Monday, July 23rd 2012 - 08:41 UTC
Full article 2 comments
PM Antonis Samaras going through a “great depression” like the US in the thirties PM Antonis Samaras going through a “great depression” like the US in the thirties

German Finance Minister Wolfgang Schaeuble warned Greece in a newspaper interview Monday that it must redouble efforts to comply with bailout conditions imposed by international creditors. “If there were delays, Greece must make up for them,” he told the daily Bild.

He declined to predict whether Greece would remain in the Euro zone and said he would wait for new findings from the European Union, International Monetary Fund and the European Central Bank -- the so-called troika of Greek lenders.

“I will not pre-empt the troika. When the troika report is ready, the Euro group will meet,” he said, referring to Euro zone finance ministers.

Schaeuble said he saw few parallels between the plight of Greece and fellow debt-mired country Spain, for which the Euro group approved a bank aid package of up to 100 billion Euros on Friday.

“The causes for the crises in both countries are completely different. Spain's economy is must more competitive and has a different structure. The country will get back on its feet quickly,” he said.

Auditors from the troika of Greek creditors are expected in Athens this week for an in-depth inspection of the new government's economic program. Their report will determine whether Greece will receive fresh loans of 31.5 billion euros by September due under its debt rescue programme.

Highlighting growing frustration with Athens, German magazine “Der Spiegel” reported on Sunday, without citing sources, that the IMF may not take part in any additional financing for Greece.

Officials have already indicated there would be a shortfall on the current bailout. How much is likely to depend on the extent by much Greece misses its fiscal targets and the extent of support needed to keep its major banks afloat.

Greece is in a “Great Depression” similar to the American one in the 1930s, the country's Prime Minister Antonis Samaras told former US President Bill Clinton on Sunday.

Greek GDP is expected by the end of this to have shrunk by about a fifth in five consecutive years of recession since 2008, hammered by tax hikes, spending cuts and wage reductions required by two EU/IMF bailouts. Unemployment climbed to a record 22.6% in the first quarter.

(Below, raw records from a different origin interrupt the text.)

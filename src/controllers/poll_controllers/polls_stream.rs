use std::convert::Infallible;

use axum::{
    extract::State,
    response::sse::{Event, Sse},
};
use futures::stream::Stream;
use tokio::sync::mpsc;

use crate::controllers::live_stream::sse_from_subscription;
use crate::realtime::feeds::subscribe_to_polls;
use crate::state::AppState;
use crate::utils::error::AppResult;

/// Full poll list on connect and after every vote, close or delete.
pub async fn polls_stream(
    State(state): State<AppState>,
) -> AppResult<Sse<impl Stream<Item = Result<Event, Infallible>>>> {
    let (tx, rx) = mpsc::unbounded_channel();
    let subscription = subscribe_to_polls(&state.hub, move |polls| {
        let _ = tx.send(polls);
    })
    .await?;

    Ok(sse_from_subscription(rx, subscription))
}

“You had the Great Depression in the United States,” Samaras told Clinton, who was visiting Greece as part of a delegation of Greek-American businessmen. “This is exactly what we're going through in Greece - it's our version of the Great Depression.”

Athens must reduce its budget deficit below 3% of GDP by the end of 2014, from 9.3% of GDP in 2011, requiring almost another 12 billion Euros in cuts and higher taxes on top of the 17 billion successive governments have cut from the budget shortfall.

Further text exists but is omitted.